A friend had told Maximus once that his entire life had flashed before him when his horse threw him, and he thought he was going to die. Maximus now knew that his friend was a liar. Death was not as kind as his friends had led him to believe. What Maximus saw as the wave cooked him from the inside was not the life that he had lived—it was the life he would not have.

Or this solemn snippet from a letter towards the end of the book:

But believe me when I tell you that it is a legacy that I wish you did not have to inherit. I kept my lifetimes from you so that I would not deprive you of your own. I wanted you to have your boring summer afternoons, your teenage angst, your days when your life’s meaning depended solely on whether you scored a goal in soccer. I wished the mundane for you, the small and unnoticed, the simple memories painted in black and white. The gray I lived in was too cruel to share.

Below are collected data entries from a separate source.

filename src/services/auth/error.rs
use thiserror::Error;

use crate::repos::error::RepoError;
use crate::services::auth::token_service::TokenPurpose;

/// Failures of the authentication core.
///
/// Everything is returned as a typed result; the HTTP boundary maps variants to status codes
/// (see `AppError`).
#[derive(Debug, Error)]
pub enum AuthError {
    /// Unknown username and wrong password are deliberately indistinguishable.
    #[error("username or password is invalid")]
    InvalidCredential,

    #[error("account not found")]
    AccountNotFound,

    /// The account references a role that does not exist (system configuration problem).
    #[error("account role not found")]
    RoleNotFound,

    #[error("otp session expired")]
    ExpiredSession,

    #[error("invalid otp code")]
    InvalidCode,

    #[error("otp code expired")]
    CodeExpired,

    #[error("new password must differ from the current one")]
    DuplicatePassword,

    #[error("invalid token")]
    InvalidToken,

    #[error("token purpose mismatch: expected {expected}, got {actual}")]
    PurposeMismatch {
        expected: TokenPurpose,
        actual: TokenPurpose,
    },

    #[error("failed to sign token")]
    SigningFailure,

    /// Configured lifetime pushes the expiry past the representable range.
    #[error("token lifetime out of range")]
    LifetimeOutOfRange,

    #[error("permission denied")]
    Forbidden,

    #[error("failed to hash password")]
    Hashing,

    #[error(transparent)]
    Store(#[from] RepoError),
}
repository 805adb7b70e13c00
/*
 * Responsibility
 * - GET /health (疎通用, 認証なし)
 */
use axum::{Json, http::StatusCode, response::IntoResponse};
use serde_json::json;

pub async fn health() -> impl IntoResponse {
    (StatusCode::OK, Json(json!({"status": "ok"})))
}
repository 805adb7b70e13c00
use axum::extract::FromRequestParts;
use axum::http::request::Parts;

use crate::error::AppError;
use crate::state::AppState;

use super::AuthCtx;

/// Handler で AuthCtx を受け取るための extractor
/// middleware が AuthCtx を request.extensions() に insert 済みである前提
/// 見つからない場合は 401 (middleware が掛かっていないルート)
pub struct AuthCtxExtractor(pub AuthCtx);

impl FromRequestParts<AppState> for AuthCtxExtractor
where
    AppState: Send + Sync,
{
    type Rejection = AppError;

    async fn from_request_parts(
        parts: &mut Parts,
        _state: &AppState,
    ) -> Result<Self, Self::Rejection> {
        parts
            .extensions
            .get::<AuthCtx>()
            .cloned()
            .map(AuthCtxExtractor)
            .ok_or_else(|| AppError::unauthorized("MISSING_AUTH_CONTEXT", "unauthorized"))
    }
}
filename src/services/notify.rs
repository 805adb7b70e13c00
//! Out-of-band delivery of OTP codes and password-reset notices.
//!
//! Actual delivery (mail, SMS) lives outside this service; `LogNotifier` only records that a
//! delivery was requested.
use async_trait::async_trait;
use tracing::{debug, info};

use crate::repos::store::{Account, OtpChallenge};

#[async_trait]
pub trait Notifier: Send + Sync {
    async fn send_otp(&self, account: &Account, challenge: &OtpChallenge);

    async fn send_password_reset(&self, account: &Account);
}

#[derive(Clone, Debug, Default)]
pub struct LogNotifier {
    // Print OTP codes at debug level (development only).
    reveal_codes: bool,
}

impl LogNotifier {
    pub fn new(reveal_codes: bool) -> Self {
        Self { reveal_codes }
    }
}

#[async_trait]
impl Notifier for LogNotifier {
    async fn send_otp(&self, account: &Account, challenge: &OtpChallenge) {
        info!(
            account_id = %account.id,
            session_id = %challenge.id,
            expires_at = %challenge.expires_at,
            "otp delivery requested"
        );
        if self.reveal_codes {
            debug!(session_id = %challenge.id, code = %challenge.code, "otp code");
        }
    }

    async fn send_password_reset(&self, account: &Account) {
        info!(account_id = %account.id, "password reset notification requested");
    }
}

/// Keeps every delivery in memory so tests can read the codes back.
#[cfg(test)]
#[derive(Debug, Default)]
pub struct RecordingNotifier {
    codes: std::sync::Mutex<Vec<(uuid::Uuid, String)>>,
    resets: std::sync::Mutex<Vec<uuid::Uuid>>,
}

#[cfg(test)]
impl RecordingNotifier {
    pub fn code_for(&self, session_id: uuid::Uuid) -> Option<String> {
        self.codes
            .lock()
            .expect("lock")
            .iter()
            .find(|(id, _)| *id == session_id)
            .map(|(_, code)| code.clone())
    }

    pub fn resets(&self) -> Vec<uuid::Uuid> {
        self.resets.lock().expect("lock").clone()
    }
}

#[cfg(test)]
#[async_trait]
impl Notifier for RecordingNotifier {
    async fn send_otp(&self, _account: &Account, challenge: &OtpChallenge) {
        self.codes
            .lock()
            .expect("lock")
            .push((challenge.id, challenge.code.clone()));
    }

    async fn send_password_reset(&self, account: &Account) {
        self.resets.lock().expect("lock").push(account.id);
    }
}
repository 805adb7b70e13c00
//! access token 検証 → AuthCtx を extensions に入れる
//!
//! refresh token はここでは拒否する (purpose = access_token のみ)。

use axum::{
    Router,
    body::Body,
    extract::State,
    http::Request,
    middleware::{self, Next},
    response::Response,
};

use crate::error::AppError;
use crate::services::auth::TokenPurpose;
use crate::state::AppState;

/// Guard every route of `router` with an access-purpose bearer token.
pub fn apply(router: Router<AppState>, state: AppState) -> Router<AppState> {
    // axum 0.8 の from_fn は State extractor を受け取れないため from_fn_with_state で渡す
    router.layer(middleware::from_fn_with_state(state, access_middleware))
}

async fn access_middleware(
    State(state): State<AppState>,
    mut req: Request<Body>,
    next: Next,
) -> Result<Response, AppError> {
    let auth_ctx = super::authenticate(&state, &req, TokenPurpose::AccessToken)?;

    req.extensions_mut().insert(auth_ctx);
    Ok(next.run(req).await)
}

Needless to say, I cried buckets alongside the soundtrack of my heart breaking in the background when the book ended. It’s almost perfect, it’s painful. It’s a fantastic way to hurt, you guys. The book says,

There are many ways to live forever.

And that’s my Valentine in a nutshell for you: I cried because of a book and not because of a boy. I swear, I’d pick literary envy over a messy break-up drama any day. Because, ah, darn it—I wish I wrote this book. I wish I can write just as good.